At Dallington CE Primary School, we are committed to providing a motivating, challenging and comprehensive maths curriculum that is accessible to all. Our whole school approach to the teaching and learning of maths involves the following:

  • We have a Teaching for Mastery specialist teacher and as a school we continue to work closely with Sussex Maths Hub to link to local schools. This will ensure all staff understand and embrace the mastery approach using the ‘5 big ideas’ of mastery in their teaching. It ensures all teachers have regular continual professional development through webinars and TRGs.

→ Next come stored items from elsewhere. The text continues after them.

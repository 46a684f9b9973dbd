// Copyright (C) 2020 Matthew Waters <matthew@centricular.com>
//
// Licensed under the Apache License, Version 2.0 <LICENSE-APACHE or
// http://www.apache.org/licenses/LICENSE-2.0> or the MIT license
// <LICENSE-MIT or http://opensource.org/licenses/MIT>, at your
// option. This file may not be copied, modified, or distributed
// except according to those terms.

//! STUN (RFC 5389) messages and the attributes used by ICE (RFC 8445)

use std::error::Error;
use std::fmt::Display;

pub mod attribute;
pub mod message;
pub mod server;

/// Errors produced while parsing or building STUN messages
#[derive(Debug, Clone, Copy, PartialEq, Eq)]
pub enum StunError {
    /// Fewer bytes than the header or an attribute requires
    NotEnoughData,
    /// The data does not look like a STUN message at all
    NotStun,
    /// The data is STUN but violates the wire format
    Malformed,
    /// An attribute value has a length that its type does not allow
    InvalidLength,
    /// A value does not fit in the wire representation
    TooBig,
    /// The FINGERPRINT attribute does not match the message
    FingerprintMismatch,
    /// MESSAGE-INTEGRITY could not be verified with the provided password
    IntegrityCheckFailed,
    /// The attribute cannot be added because it (or a trailing attribute) already exists
    AlreadyExists,
    /// The attribute must be added through a dedicated function
    WrongImplementation,
}

impl Error for StunError {}

impl Display for StunError {
    fn fmt(&self, f: &mut std::fmt::Formatter) -> std::fmt::Result {
        write!(f, "{:?}", self)
    }
}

  • To ensure whole consistency and progression, the school uses the NCETM mastery professional development spines (PMPD). In addition, we use number blocks and I see Maths resources to support planning. We have been following the ‘Ready to Progress’ and ‘Curriculum Recovery’ on the NCETM to support with Covid recovery. The PMPD spines material ensure teachers are well supported with planning and unpicking of small steps to plan well sequenced lessons. It ensures significant time is spent developing deep knowledge of the key ideas that are needed to underpin future learning so that pupils develop deep learning that can be sustained.

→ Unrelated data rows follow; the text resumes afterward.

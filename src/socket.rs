// Copyright (C) 2020 Matthew Waters <matthew@centricular.com>
//
// Licensed under the Apache License, Version 2.0 <LICENSE-APACHE or
// http://www.apache.org/licenses/LICENSE-2.0> or the MIT license
// <LICENSE-MIT or http://opensource.org/licenses/MIT>, at your
// option. This file may not be copied, modified, or distributed
// except according to those terms.

//! A UDP socket whose paths are selected by an [`Agent`]
//!
//! STUN traffic arriving on the socket is handed to the agent, everything else is passed on to
//! the application.  Messages the agent wants to send are queued and written by
//! [`UdpEndpoint::run`].

use std::collections::HashMap;
use std::net::SocketAddr;
use std::sync::{Arc, Mutex, MutexGuard};
use std::time::Instant;

use async_std::net::UdpSocket;

use futures::future::Either;
use futures_timer::Delay;
use tracing_futures::Instrument;

use crate::agent::{Agent, AgentError};
use crate::endpoint::{Endpoint, GuidPair, GuidSet};
use crate::gathering::addresses_for;
use crate::stun::message::Message;
use crate::EndpointId;

const MAX_DATAGRAM_SIZE: usize = 65536;

fn lock<T>(mutex: &Mutex<T>) -> MutexGuard<'_, T> {
    mutex.lock().unwrap_or_else(|poisoned| poisoned.into_inner())
}

/// Path changes reported by the agent
#[derive(Debug, Clone, PartialEq, Eq)]
pub enum IceEvent {
    Connected { guids: GuidSet, address: SocketAddr },
    Disconnected { guids: GuidSet },
}

/// Fan out values to any number of receivers.  Receivers that were dropped are forgotten on the
/// next broadcast.
#[derive(Debug)]
pub struct ChannelBroadcast<T: std::fmt::Debug> {
    senders: Mutex<Vec<async_channel::Sender<T>>>,
}

impl<T> Default for ChannelBroadcast<T>
where
    T: std::fmt::Debug,
{
    fn default() -> Self {
        Self {
            senders: Mutex::new(vec![]),
        }
    }
}

impl<T> ChannelBroadcast<T>
where
    T: Clone + std::fmt::Debug,
{
    pub fn channel(&self) -> async_channel::Receiver<T> {
        let (send, recv) = async_channel::unbounded();
        lock(&self.senders).push(send);
        recv
    }

    /// Never blocks
    pub fn broadcast(&self, data: T) {
        let mut senders = lock(&self.senders);
        trace!("sending to {} receivers", senders.len());
        senders.retain(|sender| sender.try_send(data.clone()).is_ok());
    }

    pub fn receiver_count(&self) -> usize {
        lock(&self.senders).len()
    }
}

/// An [`Endpoint`] on top of an async-std [`UdpSocket`]
#[derive(Derivative)]
#[derivative(Debug)]
pub struct UdpEndpoint {
    socket: Arc<UdpSocket>,
    local_addr: SocketAddr,
    host_addresses: Mutex<Vec<SocketAddr>>,
    stun_server: Mutex<Option<SocketAddr>>,
    #[derivative(Debug = "ignore")]
    send_queue: async_channel::Sender<(SocketAddr, Vec<u8>)>,
    #[derivative(Debug = "ignore")]
    send_receiver: async_channel::Receiver<(SocketAddr, Vec<u8>)>,
    connections: Mutex<HashMap<GuidPair, SocketAddr>>,
    events: ChannelBroadcast<IceEvent>,
}

impl UdpEndpoint {
    pub async fn bind(addr: SocketAddr) -> Result<Arc<Self>, AgentError> {
        let socket = UdpSocket::bind(addr).await?;
        Self::from_socket(socket)
    }

    pub fn from_socket(socket: UdpSocket) -> Result<Arc<Self>, AgentError> {
        let local_addr = socket.local_addr()?;
        let host_addresses = addresses_for(local_addr)?;
        info!(
            "udp endpoint on {} with host addresses {:?}",
            local_addr, host_addresses
        );
        let (send_queue, send_receiver) = async_channel::unbounded();
        Ok(Arc::new(Self {
            socket: Arc::new(socket),
            local_addr,
            host_addresses: Mutex::new(host_addresses),
            stun_server: Mutex::new(None),
            send_queue,
            send_receiver,
            connections: Mutex::new(HashMap::new()),
            events: ChannelBroadcast::default(),
        }))
    }

    pub fn local_addr(&self) -> SocketAddr {
        self.local_addr
    }

    /// Takes effect the next time the agent refreshes the server reflexive address
    pub fn set_stun_server_address(&self, server: Option<SocketAddr>) {
        *lock(&self.stun_server) = server;
    }

    /// Query the interfaces again.  Returns whether the host addresses changed, in which case
    /// [`Agent::network_change`] should be called.
    pub fn refresh_host_addresses(&self) -> Result<bool, AgentError> {
        let addresses = addresses_for(self.local_addr)?;
        let mut current = lock(&self.host_addresses);
        if *current == addresses {
            return Ok(false);
        }
        info!("host addresses changed to {:?}", addresses);
        *current = addresses;
        Ok(true)
    }

    /// A stream of the connect and disconnect notifications for this endpoint
    pub fn subscribe(&self) -> async_channel::Receiver<IceEvent> {
        self.events.channel()
    }

    /// The remote address currently selected for `guid_pair`
    pub fn connected_address(&self, guid_pair: &GuidPair) -> Option<SocketAddr> {
        lock(&self.connections).get(guid_pair).copied()
    }

    /// Send application data
    pub async fn send_data(&self, to: SocketAddr, data: &[u8]) -> Result<(), AgentError> {
        self.socket.send_to(data, to).await?;
        Ok(())
    }

    // A wildcard bind cannot tell which interface a datagram arrived on.  Use the first host
    // address of the sender's family.
    fn receive_address(&self, from: SocketAddr) -> SocketAddr {
        if !self.local_addr.ip().is_unspecified() {
            return self.local_addr;
        }
        lock(&self.host_addresses)
            .iter()
            .find(|addr| addr.is_ipv4() == from.is_ipv4())
            .copied()
            .unwrap_or(self.local_addr)
    }

    async fn send_loop(&self) -> Result<(), AgentError> {
        while let Ok((to, data)) = self.send_receiver.recv().await {
            trace!("sending {} bytes to {}", data.len(), to);
            if let Err(e) = self.socket.send_to(&data, to).await {
                warn!("failed to send to {}: {}", to, e);
            }
        }
        Ok(())
    }

    async fn receive_loop(
        &self,
        agent: &Agent,
        id: EndpointId,
        data_sender: &async_channel::Sender<(Vec<u8>, SocketAddr)>,
    ) -> Result<(), AgentError> {
        let mut buf = vec![0; MAX_DATAGRAM_SIZE];
        loop {
            let (len, from) = self.socket.recv_from(&mut buf).await?;
            let data = &buf[..len];
            trace!("got {} bytes from {}", len, from);
            match Message::from_bytes(data) {
                Ok(msg) => {
                    let local = self.receive_address(from);
                    if let Err(e) = agent.receive(id, local, from, &msg, Instant::now()) {
                        warn!("agent failed to handle message from {}: {}", from, e);
                    }
                }
                Err(_) => {
                    if data_sender.send((data.to_vec(), from)).await.is_err() {
                        debug!("data receiver closed");
                        return Err(AgentError::ConnectionClosed);
                    }
                }
            }
        }
    }

    /// Write queued STUN messages and read from the socket until the socket fails or
    /// `data_sender` is closed.  Datagrams that are not STUN are sent to `data_sender`.
    pub async fn run(
        self: Arc<Self>,
        agent: Agent,
        id: EndpointId,
        data_sender: async_channel::Sender<(Vec<u8>, SocketAddr)>,
    ) -> Result<(), AgentError> {
        let span = debug_span!("udp_endpoint", id = %id, local = %self.local_addr);
        let send = self.send_loop();
        let receive = self.receive_loop(&agent, id, &data_sender);
        futures::pin_mut!(send);
        futures::pin_mut!(receive);
        let ret = match futures::future::select(send, receive)
            .instrument(span)
            .await
        {
            Either::Left((ret, _)) => ret,
            Either::Right((ret, _)) => ret,
        };
        debug!("udp endpoint {} exited: {:?}", id, ret);
        ret
    }
}

impl Endpoint for UdpEndpoint {
    fn host_addresses(&self) -> Vec<SocketAddr> {
        lock(&self.host_addresses).clone()
    }

    fn stun_server_address(&self) -> Option<SocketAddr> {
        *lock(&self.stun_server)
    }

    fn send(&self, destination: SocketAddr, message: &Message) {
        if self
            .send_queue
            .try_send((destination, message.to_bytes()))
            .is_err()
        {
            warn!("send queue closed, dropping message to {}", destination);
        }
    }

    fn ice_connect(&self, guids: &GuidSet, address: SocketAddr) {
        {
            let mut connections = lock(&self.connections);
            for guid_pair in guids {
                connections.insert(*guid_pair, address);
            }
        }
        self.events.broadcast(IceEvent::Connected {
            guids: guids.clone(),
            address,
        });
    }

    fn ice_disconnect(&self, guids: &GuidSet) {
        {
            let mut connections = lock(&self.connections);
            for guid_pair in guids {
                connections.remove(guid_pair);
            }
        }
        self.events.broadcast(IceEvent::Disconnected {
            guids: guids.clone(),
        });
    }
}

/// Run the scheduled work of `agent` forever
pub async fn drive(agent: Agent) {
    let t_a = agent.configuration().t_a();
    async move {
        loop {
            let now = Instant::now();
            let next = agent.handle_timeout(now).unwrap_or(now + t_a);
            Delay::new(next.saturating_duration_since(Instant::now())).await;
        }
    }
    .instrument(debug_span!("agent_driver"))
    .await
}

  • All classes have a daily fluency session in addition to the maths lesson. This provides additional time to teach strategies for mental maths. The children learn key facts such as multiplication tables and addition facts within 10 are learnt to automaticity to avoid cognitive overload in the working memory and enable pupils to focus on new concepts.
  • ‘Keep up not Catch Up’. At Dallington we assess the children’s understanding during the lesson which inform the daily intervention groups. It allows the children who might be struggling with a concept more support to ensure they are ready for the next lesson. This ensures that we close the gap for age related expectations. In addition, we also run interventions for individual children to support their progression in fluency facts.
  • Concepts are shared within the context of related problems, diagnostic questions, or misconceptions, which children are able to discuss with partners. These problem-solving activities prompt discussion and reasoning, as well as promoting an awareness of maths in relatable real-life contexts that link to other areas of learning.
  • Across Dallington school, we have a consistent working maths display in every classroom to ensure coherence across the school. It ensures that all classes are using the correct stem sentences and generalisations. It also ensures that children are identifying ‘what is’ a concept or ‘what is not’ to ensure variation and deep understanding.
  • All children across the school have access to concrete resources to support and deepen their understanding as well as presented with the concept in a variety of ways, including different pictorial representations. Teachers use well-thought-out questions to promote discussions whilst also valuing the questions posed by the children.


The impact of our mathematics curriculum is that children will have deep understanding of concepts that can be applied to a range of problems to ensure long term and sustained learning.  The children will be able to demonstrate a quick and secure recall of facts and will have fluency skills to apply to a wide range of contexts. Children at Dallington will enjoy learning maths and have self-belief that they can achieve. Furthermore, children will be able to articulate their reasoning and understand the generalisations both orally and through their written descriptions in their books. Children’s chances of success are maximised if they develop deep and lasting understanding of mathematical procedures and concepts.

Misconceptions and gaps in understanding are quickly identified and same day interventions are deployed and feel confident to keep up in the next lesson. Teachers will know the children are on track to meet the end-of-year expectations through the use of AFL strategies and summative tests.